# Jaw Chuck For A Craftsman Tube Bed Lathe



## WeathertopMill (Mar 28, 2016)

I am looking for a jaw chuck that will fit the old tube bed craftsman lathe. I am looking to start making small bowls for a turkey call. Just checking to see if anyone knows of a specific one that'll fit that model.


----------



## WeathertopMill (Mar 28, 2016)

I am looking at these two items to improve the turning a little:

http://www.grizzly.com/products/Cupped-Live-Center-for-Wood-Lathe-MT1/H3403?utm_campaign=zPage

http://www.grizzly.com/products/6-4-Jaw-Chuck-3-4-x-16-TPI/H8048

Those should fit, shouldn't they?


----------



## LeeMills (Nov 2, 2014)

The live center should work fine.
The chuck you show is really a metal working chuck and the jaws are independent, not scroll.
My chucks are Nova and the G3 will work well ($99), you will need the proper insert.
There are a lot of chuck brands which are good and have chucks in the $100 range, most all will require the proper insert.
I have no idea of the quality but here is a Grizzly with the proper jaw profile for gripping wood.
http://www.grizzly.com/products/G8783?utm_campaign=zPage


----------



## WeathertopMill (Mar 28, 2016)

So what kind of insert do I need to get?


----------



## LeeMills (Nov 2, 2014)

This is the Nova chuck I was referring to; sixth one down.
http://www.tools-plus.com/nova-lathes-48202.html
The Insert you would need is the I9NS
Nova Lathes I9NS Chuck Insert/Adaptor 3/4'' 16 Thread

With an insert style chuck, if you move to a different lathe you only need to buy a new appropriate insert for the new spindle size.

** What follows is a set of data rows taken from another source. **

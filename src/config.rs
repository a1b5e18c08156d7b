//! Tunable constants.
//!
//! The distilled spec leaves these as magic numbers (minimum 32 buckets, a
//! 0.75-ish load factor implied by "resize is internally triggered by
//! load", and an unbounded id-synthesis retry loop). Exposing them here lets
//! an embedding server tune the store without forking the crate.

/// Tunables for a [`crate::store::Store`].
#[derive(Debug, Clone, Copy, PartialEq)]
pub struct StoreConfig {
    /// Initial bucket array size. Rounded up to the next power of two, with
    /// a floor of 32 to match the source.
    pub initial_buckets: usize,
    /// Resize the bucket array when `len as f32 / buckets as f32` exceeds
    /// this.
    pub load_factor: f32,
    /// Upper bound on how many times `insert` will perturb a synthesized id
    /// before giving up with [`crate::error::StoreError::InternalError`].
    /// The retry loop's termination is "probabilistic" per the distilled
    /// spec; this is the strengthening that turns an unbounded loop into a
    /// reported failure on pathological fill (see `SPEC_FULL.md` §10).
    pub max_id_synthesis_retries: u32,
}

impl Default for StoreConfig {
    fn default() -> Self {
        Self {
            initial_buckets: 32,
            load_factor: 0.75,
            max_id_synthesis_retries: 1 << 20,
        }
    }
}

impl StoreConfig {
    pub(crate) fn initial_buckets_pow2(&self) -> usize {
        self.initial_buckets.max(32).next_power_of_two()
    }
}

#[cfg(test)]
mod tests {
    use super::*;

    #[test]
    fn default_matches_source_minimums() {
        let cfg = StoreConfig::default();
        assert_eq!(cfg.initial_buckets_pow2(), 32);
    }

    #[test]
    fn small_request_floors_to_32() {
        let cfg = StoreConfig {
            initial_buckets: 4,
            ..StoreConfig::default()
        };
        assert_eq!(cfg.initial_buckets_pow2(), 32);
    }

    #[test]
    fn rounds_up_to_power_of_two() {
        let cfg = StoreConfig {
            initial_buckets: 100,
            ..StoreConfig::default()
        };
        assert_eq!(cfg.initial_buckets_pow2(), 128);
    }
}
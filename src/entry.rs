//! The storage record.
//!
//! Grounded on `objgraph::rc::RootedRc`: both types are a refcounted
//! envelope around one value, destroyed through an explicit operation
//! (`safely_drop` there, `finalize`/`release` here) rather than
//! `Drop::drop`, because ordinary `Drop` can't observe "was this the last
//! reference" the way these atomic refcounts need to. Unlike `RootedRc`,
//! which protects its count with a caller-held lock, `Entry`'s count is a
//! lock-free [`RefCount`] (see `crate::refcount`), since the whole point of
//! the store is that readers never take a lock.

use crate::nodeid::NodeId;
use crate::node::Node;
use crate::refcount::{RefCount, Transition};

/// One node plus its reclamation bookkeeping.
///
/// Chain membership (the spec's `membership` field) lives in `crate::index`'s
/// `Link` type rather than here, so that a bucket-array resize can rehash
/// chain membership freely without ever touching — and so without ever
/// racing a concurrent reader of — the `Entry` itself. `Entry`'s address is
/// therefore stable for its whole lifetime regardless of resizes; callers
/// only ever see it through a `crossbeam_epoch::Shared` pointer or a
/// `Borrow`.
pub(crate) struct Entry {
    pub(crate) id: NodeId,
    pub(crate) refcount: RefCount,
    node: Node,
}

impl Entry {
    /// Builds a fresh, alive entry. `initial_borrows` is 1 when the caller
    /// requested `getManaged`, 0 otherwise.
    pub(crate) fn new(node: Node, initial_borrows: u16) -> Entry {
        let id = node
            .node_id()
            .cloned()
            .expect("Entry::new requires a node with an id already assigned");
        Entry {
            id,
            refcount: RefCount::new_alive(initial_borrows),
            node,
        }
    }

    pub(crate) fn node(&self) -> &Node {
        &self.node
    }

    /// Unwraps an entry that was allocated but never published into the
    /// index (an `insert`/`replace` collision discovered after the entry
    /// was built). Gives the caller's node back so it isn't silently
    /// dropped on a failed call (see `SPEC_FULL.md` §7).
    pub(crate) fn into_node(self) -> Node {
        self.node
    }

    /// Deferred finalization callback, run by the reclamation engine no
    /// earlier than the grace period after `retire` (see `crate::index`).
    /// Clears the alive bit; if that brings the refcount to zero, the
    /// caller must reclaim the entry (which runs `Node`'s ordinary drop
    /// glue — the variant deleter, see `crate::node`).
    ///
    /// # Safety
    ///
    /// `entry` must point at a live, still-allocated `Entry`.
    pub(crate) unsafe fn finalize(entry: *const Entry) -> Transition {
        unsafe { (*entry).refcount.clear_alive() }
    }
}

/// Actually frees an entry's envelope, running `Node`'s drop glue.
///
/// # Safety
///
/// `entry` must be the unique remaining reference to an `Entry` that was
/// allocated via `crossbeam_epoch::Owned::new` and is no longer reachable
/// from the index or from any other borrow — i.e. this must be called
/// exactly once, from whichever of `finalize`/`Borrow::drop` observes the
/// refcount transition to `(alive=false, borrows=0)`.
pub(crate) unsafe fn reclaim(entry: *const Entry) {
    let shared = crossbeam_epoch::Shared::from(entry);
    drop(unsafe { shared.into_owned() });
}

#[cfg(test)]
mod tests {
    use super::*;
    use crate::node::{NodeHeader, ObjectAttributes};

    fn object(id: NodeId) -> Node {
        Node::Object(NodeHeader::new("Obj").with_id(id), ObjectAttributes {
            event_notifier: 0,
        })
    }

    #[test]
    fn new_entry_copies_id_from_node() {
        let id = NodeId::numeric(0, 1);
        let entry = Entry::new(object(id.clone()), 0);
        assert_eq!(entry.id, id);
        assert_eq!(entry.node().node_id(), Some(&id));
    }

    #[test]
    #[should_panic(expected = "requires a node with an id")]
    fn new_entry_without_id_panics() {
        let header = NodeHeader::new("Obj");
        let node = Node::Object(header, ObjectAttributes { event_notifier: 0 });
        Entry::new(node, 0);
    }
}
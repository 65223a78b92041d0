//! Core protocol machinery: events in, actions out.
//!
//! # Architecture
//!
//! ```text
//! EventPayload ──▶ node handler ──▶ Vec<Action> ──▶ driver
//!   (Message,         (pure,          (Send, SetTimer,
//!    Timer)          run-to-           ScheduleSelf, ...)
//!                    completion)
//! ```
//!
//! Handlers are synchronous and deterministic: they run to completion
//! without blocking, perform no I/O, and request every side effect through
//! an [`Action`] that the simulation driver executes. Randomness reaches a
//! handler only through the driver's seeded stream, so a fixed seed replays
//! a run exactly.

mod action;
mod error;
mod event;
mod timer;

pub use action::Action;
pub use error::ProtocolError;
pub use event::EventPayload;
pub use timer::{RetryTimer, TimerId};
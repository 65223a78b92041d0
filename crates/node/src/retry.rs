//! Relay-with-retry: timeout-driven retransmission over a lossy channel.

use crate::{Context, TrafficCounters};
use relaynet_core::{Action, ProtocolError, RetryTimer, TimerId};
use relaynet_types::{LinkId, Message, NodeId};
use std::time::Duration;
use tracing::debug;

/// Point-to-point sender that retains its current message and retransmits
/// it on every timeout until an acknowledgment supersedes it.
///
/// The outgoing link is fixed at initialization (picked uniformly over the
/// node's link set, self-loops not excluded). Every send duplicates the
/// retained message so the original stays valid for the next
/// retransmission. There is no success terminal state: each received
/// message replaces the retained one, goes out as a copy, and re-arms the
/// timer, so the node transmits for the whole run.
#[derive(Debug)]
pub struct RetrySender {
    timeout: Duration,
    timer: RetryTimer,
    link: Option<LinkId>,
    retained: Option<Message>,
}

impl RetrySender {
    /// Create a sender with the given retransmission timeout.
    pub fn new(owner: NodeId, timeout: Duration) -> Self {
        Self {
            timeout,
            timer: RetryTimer::new(owner),
            link: None,
            retained: None,
        }
    }

    /// Whether the retransmission timer is armed. At most one deadline is
    /// outstanding at any instant.
    pub fn timer_armed(&self) -> bool {
        self.timer.is_armed()
    }

    /// The message currently retained for retransmission.
    pub fn retained(&self) -> Option<&Message> {
        self.retained.as_ref()
    }

    pub(crate) fn on_init(
        &mut self,
        node: NodeId,
        counters: &mut TrafficCounters,
        ctx: &mut Context<'_>,
    ) -> Result<Vec<Action>, ProtocolError> {
        let link = ctx
            .topology
            .pick_uniform_link(node, ctx.rng)
            .map_err(|e| ProtocolError::routing(node, e))?;
        let peer = ctx
            .topology
            .link(node, link)
            .map_err(|e| ProtocolError::routing(node, e))?
            .to;

        let message = Message::data(ctx.messages.next_id(), node, peer);
        debug!(%node, %message, %link, "sending initial message");
        counters.sent += 1;

        self.link = Some(link);
        let copy = message.duplicate(ctx.messages.next_id());
        self.retained = Some(message);
        self.timer.arm(ctx.now + self.timeout);

        Ok(vec![
            Action::Send {
                link,
                message: copy,
            },
            Action::SetTimer {
                id: TimerId::Retransmit,
                timeout: self.timeout,
            },
        ])
    }

    pub(crate) fn on_message(
        &mut self,
        node: NodeId,
        counters: &mut TrafficCounters,
        message: Message,
        ctx: &mut Context<'_>,
    ) -> Result<Vec<Action>, ProtocolError> {
        // Any arrival is the acknowledgment channel: the outstanding copy
        // got through, so the received message supersedes it.
        debug!(%node, %message, "acknowledgment received, timer cancelled");
        self.timer.cancel();
        counters.received += 1;

        let link = self.outgoing_link(node)?;
        let copy = message.duplicate(ctx.messages.next_id());
        self.retained = Some(message);
        self.timer.arm(ctx.now + self.timeout);

        Ok(vec![
            Action::CancelTimer {
                id: TimerId::Retransmit,
            },
            Action::Send {
                link,
                message: copy,
            },
            Action::SetTimer {
                id: TimerId::Retransmit,
                timeout: self.timeout,
            },
        ])
    }

    pub(crate) fn on_timer(
        &mut self,
        node: NodeId,
        _id: TimerId,
        ctx: &mut Context<'_>,
    ) -> Result<Vec<Action>, ProtocolError> {
        self.timer.on_expire()?;
        let retained = self.retained.as_ref().ok_or_else(|| {
            ProtocolError::timer_misuse(node, "timeout expired with no retained message")
        })?;

        // Previous copy presumed lost; send another and restart the timer.
        debug!(%node, message = %retained, "timeout expired, resending message");
        let link = self.outgoing_link(node)?;
        let copy = retained.duplicate(ctx.messages.next_id());
        self.timer.arm(ctx.now + self.timeout);

        Ok(vec![
            Action::Send {
                link,
                message: copy,
            },
            Action::SetTimer {
                id: TimerId::Retransmit,
                timeout: self.timeout,
            },
        ])
    }

    fn outgoing_link(&self, node: NodeId) -> Result<LinkId, ProtocolError> {
        self.link
            .ok_or_else(|| ProtocolError::timer_misuse(node, "sender was never initialized"))
    }
}

#[cfg(test)]
mod tests {
    use super::*;
    use rand::SeedableRng;
    use rand_chacha::ChaCha8Rng;
    use relaynet_types::{MessageId, MessageIdGen, MessageKind, Topology};

    struct Env {
        topology: Topology,
        rng: ChaCha8Rng,
        messages: MessageIdGen,
        now: Duration,
    }

    impl Env {
        fn new() -> Self {
            Self {
                topology: Topology::pair(Duration::from_millis(100)),
                rng: ChaCha8Rng::seed_from_u64(42),
                messages: MessageIdGen::new(),
                now: Duration::ZERO,
            }
        }

        fn ctx(&mut self) -> Context<'_> {
            Context {
                now: self.now,
                topology: &self.topology,
                rng: &mut self.rng,
                messages: &mut self.messages,
            }
        }
    }

    fn timeout() -> Duration {
        Duration::from_secs(1)
    }

    #[test]
    fn test_init_sends_copy_and_arms_timer() {
        let mut env = Env::new();
        let mut sender = RetrySender::new(NodeId(0), timeout());
        let mut counters = TrafficCounters::default();

        let actions = sender
            .on_init(NodeId(0), &mut counters, &mut env.ctx())
            .unwrap();

        assert_eq!(actions.len(), 2);
        let (link, sent) = match &actions[0] {
            Action::Send { link, message } => (*link, message.clone()),
            other => panic!("expected Send, got {}", other.type_name()),
        };
        assert_eq!(link, LinkId::FIRST);
        assert_eq!(sent.source, NodeId(0));
        assert_eq!(sent.destination, NodeId(1));
        assert_eq!(sent.kind, MessageKind::Data);
        assert!(matches!(
            actions[1],
            Action::SetTimer {
                id: TimerId::Retransmit,
                timeout: t
            } if t == timeout()
        ));

        // Copy-on-send: the retained original is a different instance.
        let retained = sender.retained().unwrap();
        assert_ne!(retained.id, sent.id);
        assert_eq!(retained.destination, sent.destination);
        assert!(sender.timer_armed());
        assert_eq!(counters.sent, 1);
    }

    #[test]
    fn test_timeout_resends_retained_message() {
        let mut env = Env::new();
        let mut sender = RetrySender::new(NodeId(0), timeout());
        let mut counters = TrafficCounters::default();
        sender
            .on_init(NodeId(0), &mut counters, &mut env.ctx())
            .unwrap();
        let retained_id = sender.retained().unwrap().id;

        env.now = Duration::from_secs(1);
        let actions = sender
            .on_timer(NodeId(0), TimerId::Retransmit, &mut env.ctx())
            .unwrap();

        let resent = match &actions[0] {
            Action::Send { message, .. } => message.clone(),
            other => panic!("expected Send, got {}", other.type_name()),
        };
        // Same logical message, new physical instance.
        assert_ne!(resent.id, retained_id);
        assert_eq!(resent.destination, sender.retained().unwrap().destination);
        assert!(matches!(actions[1], Action::SetTimer { .. }));
        assert!(sender.timer_armed());
        // Retransmissions are not originations.
        assert_eq!(counters.sent, 1);
    }

    #[test]
    fn test_ack_cancels_timer_and_supersedes_retained() {
        let mut env = Env::new();
        let mut sender = RetrySender::new(NodeId(0), timeout());
        let mut counters = TrafficCounters::default();
        sender
            .on_init(NodeId(0), &mut counters, &mut env.ctx())
            .unwrap();

        env.now = Duration::from_millis(200);
        let ack = Message::data(MessageId(100), NodeId(1), NodeId(0));
        let actions = sender
            .on_message(NodeId(0), &mut counters, ack.clone(), &mut env.ctx())
            .unwrap();

        assert!(matches!(actions[0], Action::CancelTimer { .. }));
        let forwarded = match &actions[1] {
            Action::Send { message, .. } => message.clone(),
            other => panic!("expected Send, got {}", other.type_name()),
        };
        assert!(matches!(actions[2], Action::SetTimer { .. }));

        // The received message is retained; the copy went out.
        assert_eq!(sender.retained().unwrap().id, ack.id);
        assert_ne!(forwarded.id, ack.id);
        assert_eq!(forwarded.source, ack.source);
        assert!(sender.timer_armed());
        assert_eq!(counters.received, 1);
    }

    #[test]
    fn test_expiry_before_init_is_misuse() {
        let mut env = Env::new();
        let mut sender = RetrySender::new(NodeId(0), timeout());

        let err = sender
            .on_timer(NodeId(0), TimerId::Retransmit, &mut env.ctx())
            .unwrap_err();
        assert!(matches!(err, ProtocolError::TimerMisuse { .. }));
    }

    #[test]
    fn test_at_most_one_outstanding_deadline() {
        let mut env = Env::new();
        let mut sender = RetrySender::new(NodeId(0), timeout());
        let mut counters = TrafficCounters::default();
        sender
            .on_init(NodeId(0), &mut counters, &mut env.ctx())
            .unwrap();

        // Expire, re-arm, ack, re-arm: always exactly one deadline.
        for round in 1..=3u64 {
            env.now = Duration::from_secs(round);
            sender
                .on_timer(NodeId(0), TimerId::Retransmit, &mut env.ctx())
                .unwrap();
            assert!(sender.timer_armed());
        }
        let ack = Message::data(MessageId(50), NodeId(1), NodeId(0));
        sender
            .on_message(NodeId(0), &mut counters, ack, &mut env.ctx())
            .unwrap();
        assert!(sender.timer_armed());
    }

    #[test]
    fn test_missing_link_list_fails_at_init() {
        let mut env = Env::new();
        env.topology = Topology::new(vec![vec![]]);
        let mut sender = RetrySender::new(NodeId(0), timeout());
        let mut counters = TrafficCounters::default();

        let err = sender
            .on_init(NodeId(0), &mut counters, &mut env.ctx())
            .unwrap_err();
        assert!(matches!(err, ProtocolError::Routing { .. }));
    }
}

The Grizzly I posted above is direct threaded for 3/4X16 so it will fit your lathe with no insert.
PSI may also make a direct threaded chuck to fit your lathe.


----------



## WeathertopMill (Mar 28, 2016)

Thanks for the info! This really helps me out!


----------



## JoeinGa (Nov 26, 2012)

Once again, Lee is correct. You dont want a metal chuck. You want one that looks like this.
.









.
.
And the insert will look like this.
.


----------



## Blackbear50 (Nov 29, 2017)

LeeMills, if I get Grizzly chuck, what insert will I need?


----------



## LeeMills (Nov 2, 2014)

The Grizzly I linked to above appears to be direct threaded so no insert is necessary.
It is also a tommy bar style which is OK and makes it less expensive. I used that type for the first year.
If you ever move to a newer/larger lathe you may not be able to use the Grizzly. Even though it is more $$ you can use the Nova with virtually any lathe by changing the insert.
I didn't look at all the Grizzly line of chucks, they may also have some that use inserts.


----------



## MrUnix (May 18, 2012)

I believe that lathe has a 3/4-16 spindle… best bang for the buck IMO is the Baracuda for $139 at PennState… comes in a nice case, has 4 different jaw sets along with a woodworm screw, and mounts natively to a 1"x8tpi spindle, but comes packaged with a 3/4"-16tpi insert which should fit your lathe (so nothing else you would need to purchase).

Cheers,
Brad


----------